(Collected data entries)
• • • • • • •

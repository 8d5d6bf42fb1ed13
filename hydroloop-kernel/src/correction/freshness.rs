//! Telemetry freshness gate. Anything that cannot be proven fresh fails.

use std::time::Duration;
use time::format_description::well_known::Rfc3339;
use time::macros::format_description;
use time::{OffsetDateTime, PrimitiveDateTime};

#[derive(Debug, Clone, PartialEq, thiserror::Error)]
pub enum FreshnessError {
    #[error("no timestamp for metric")]
    Missing,
    #[error("unparseable timestamp '{0}'")]
    Unparseable(String),
    #[error("telemetry is {age_secs:.0}s old")]
    Stale { age_secs: f64 },
    #[error("timestamp is {ahead_secs:.0}s in the future")]
    Future { ahead_secs: f64 },
}

impl FreshnessError {
    pub fn is_stale(&self) -> bool {
        matches!(self, FreshnessError::Stale { .. })
    }
}

/// Parses RFC 3339, or a naive `YYYY-MM-DD[T ]HH:MM:SS[.f]` taken as UTC.
pub fn parse_timestamp(raw: &str) -> Option<OffsetDateTime> {
    let raw = raw.trim();
    let normalized = match raw.as_bytes().get(10) {
        Some(b' ') => format!("{}T{}", &raw[..10], &raw[11..]),
        _ => raw.to_string(),
    };

    if let Ok(ts) = OffsetDateTime::parse(&normalized, &Rfc3339) {
        return Some(ts);
    }

    let with_fraction = format_description!("[year]-[month]-[day]T[hour]:[minute]:[second].[subsecond]");
    let plain = format_description!("[year]-[month]-[day]T[hour]:[minute]:[second]");
    PrimitiveDateTime::parse(&normalized, &with_fraction)
        .or_else(|_| PrimitiveDateTime::parse(&normalized, &plain))
        .ok()
        .map(PrimitiveDateTime::assume_utc)
}

/// Returns the sample age in seconds when fresh.
pub fn check_freshness(
    raw: Option<&str>,
    now: OffsetDateTime,
    max_age: Duration,
    max_skew: Duration,
) -> Result<f64, FreshnessError> {
    let raw = raw.filter(|s| !s.trim().is_empty()).ok_or(FreshnessError::Missing)?;
    let ts = parse_timestamp(raw).ok_or_else(|| FreshnessError::Unparseable(raw.to_string()))?;

    let age_secs = (now - ts).as_seconds_f64();
    if age_secs < 0.0 {
        let ahead_secs = -age_secs;
        if ahead_secs > max_skew.as_secs_f64() {
            return Err(FreshnessError::Future { ahead_secs });
        }
        return Ok(0.0);
    }
    if age_secs > max_age.as_secs_f64() {
        return Err(FreshnessError::Stale { age_secs });
    }
    Ok(age_secs)
}

#[cfg(test)]
mod tests {
    use super::*;
    use time::macros::datetime;

    const NOW: OffsetDateTime = datetime!(2026-03-01 12:00:00 UTC);

    fn check(raw: Option<&str>) -> Result<f64, FreshnessError> {
        check_freshness(raw, NOW, Duration::from_secs(300), Duration::from_secs(60))
    }

    #[test]
    fn accepts_rfc3339_and_naive_utc() {
        assert_eq!(check(Some("2026-03-01T11:58:00Z")), Ok(120.0));
        assert_eq!(check(Some("2026-03-01T13:58:00+02:00")), Ok(120.0));
        assert_eq!(check(Some("2026-03-01 11:59:00")), Ok(60.0));
        assert_eq!(check(Some("2026-03-01T11:59:30.500")), Ok(29.5));
    }

    #[test]
    fn missing_or_garbage_fails_closed() {
        assert_eq!(check(None), Err(FreshnessError::Missing));
        assert_eq!(check(Some("  ")), Err(FreshnessError::Missing));
        assert!(matches!(check(Some("yesterday")), Err(FreshnessError::Unparseable(_))));
    }

    #[test]
    fn stale_and_future_samples_are_rejected() {
        let stale = check(Some("2026-03-01T11:50:00Z")).unwrap_err();
        assert!(stale.is_stale());
        assert!(matches!(check(Some("2026-03-01T12:05:00Z")), Err(FreshnessError::Future { .. })));
        assert_eq!(check(Some("2026-03-01T12:00:30Z")), Ok(0.0));
    }
}
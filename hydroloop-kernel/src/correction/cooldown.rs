//! Cooldown/trend oracle consulted before every correction.

use crate::models::CorrectionType;
use async_trait::async_trait;
use parking_lot::Mutex;
use std::collections::HashMap;
use std::time::Duration;
use tokio::time::Instant;

#[derive(Debug, Clone, PartialEq)]
pub struct OracleDecision {
    pub apply: bool,
    pub reason: String,
}

impl OracleDecision {
    pub fn apply() -> Self {
        Self { apply: true, reason: "ok".into() }
    }

    pub fn skip(reason: impl Into<String>) -> Self {
        Self { apply: false, reason: reason.into() }
    }
}

#[async_trait]
pub trait CorrectionOracle: Send + Sync {
    async fn should_apply_correction(
        &self,
        zone_id: i64,
        correction_type: CorrectionType,
        current: f64,
        target: f64,
    ) -> OracleDecision;

    /// Called once per applied correction, whatever the delivery outcome.
    async fn record_correction(&self, zone_id: i64, correction_type: CorrectionType, current: f64, target: f64);
}

#[derive(Debug, Clone)]
pub struct CooldownSettings {
    pub cooldown: Duration,
    /// Fraction of the error recovered since the last correction above which
    /// the value is considered already converging.
    pub trend_recovery_ratio: f64,
}

impl Default for CooldownSettings {
    fn default() -> Self {
        Self {
            cooldown: Duration::from_secs(300),
            trend_recovery_ratio: 0.5,
        }
    }
}

#[derive(Debug, Clone, Copy)]
struct LastCorrection {
    at: Instant,
    error: f64,
}

/// In-process oracle: refuses inside the cooldown window, then refuses while
/// the error keeps shrinking on its own.
pub struct CooldownOracle {
    settings: CooldownSettings,
    last: Mutex<HashMap<(i64, CorrectionType), LastCorrection>>,
}

impl CooldownOracle {
    pub fn new(settings: CooldownSettings) -> Self {
        Self { settings, last: Mutex::new(HashMap::new()) }
    }
}

impl Default for CooldownOracle {
    fn default() -> Self {
        Self::new(CooldownSettings::default())
    }
}

#[async_trait]
impl CorrectionOracle for CooldownOracle {
    async fn should_apply_correction(
        &self,
        zone_id: i64,
        correction_type: CorrectionType,
        current: f64,
        target: f64,
    ) -> OracleDecision {
        let Some(last) = self.last.lock().get(&(zone_id, correction_type)).copied() else {
            return OracleDecision::apply();
        };

        let elapsed = last.at.elapsed();
        if elapsed < self.settings.cooldown {
            let remaining = self.settings.cooldown - elapsed;
            return OracleDecision::skip(format!("cooldown active ({}s remaining)", remaining.as_secs()));
        }

        let error = (current - target).abs();
        if last.error > 0.0 && error < last.error * (1.0 - self.settings.trend_recovery_ratio) {
            return OracleDecision::skip("value converging without intervention");
        }

        OracleDecision::apply()
    }

    async fn record_correction(&self, zone_id: i64, correction_type: CorrectionType, current: f64, target: f64) {
        self.last.lock().insert(
            (zone_id, correction_type),
            LastCorrection { at: Instant::now(), error: (current - target).abs() },
        );
    }
}

#[cfg(test)]
mod tests {
    use super::*;

    #[tokio::test(start_paused = true)]
    async fn cooldown_blocks_then_releases() {
        let oracle = CooldownOracle::new(CooldownSettings {
            cooldown: Duration::from_secs(60),
            trend_recovery_ratio: 0.5,
        });
        assert!(oracle.should_apply_correction(1, CorrectionType::Ph, 6.8, 6.5).await.apply);

        oracle.record_correction(1, CorrectionType::Ph, 6.8, 6.5).await;
        let decision = oracle.should_apply_correction(1, CorrectionType::Ph, 6.8, 6.5).await;
        assert!(!decision.apply);
        assert!(decision.reason.contains("cooldown"));

        // other zone / metric are independent
        assert!(oracle.should_apply_correction(2, CorrectionType::Ph, 6.8, 6.5).await.apply);
        assert!(oracle.should_apply_correction(1, CorrectionType::Ec, 1.5, 1.8).await.apply);

        tokio::time::advance(Duration::from_secs(61)).await;
        assert!(oracle.should_apply_correction(1, CorrectionType::Ph, 6.8, 6.5).await.apply);
    }

    #[tokio::test(start_paused = true)]
    async fn converging_value_is_left_alone() {
        let oracle = CooldownOracle::new(CooldownSettings {
            cooldown: Duration::from_secs(10),
            trend_recovery_ratio: 0.5,
        });
        oracle.record_correction(1, CorrectionType::Ec, 1.0, 1.8).await;
        tokio::time::advance(Duration::from_secs(11)).await;

        assert!(!oracle.should_apply_correction(1, CorrectionType::Ec, 1.6, 1.8).await.apply);
        assert!(oracle.should_apply_correction(1, CorrectionType::Ec, 1.2, 1.8).await.apply);
    }
}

• • • • • • •

Your assignment: Make a copy of each line in the records that has the word "skip".

Completed task:
    pub fn skip(reason: impl Into<String>) -> Self {
            return OracleDecision::skip(format!("cooldown active ({}s remaining)", remaining.as_secs()));
            return OracleDecision::skip("value converging without intervention");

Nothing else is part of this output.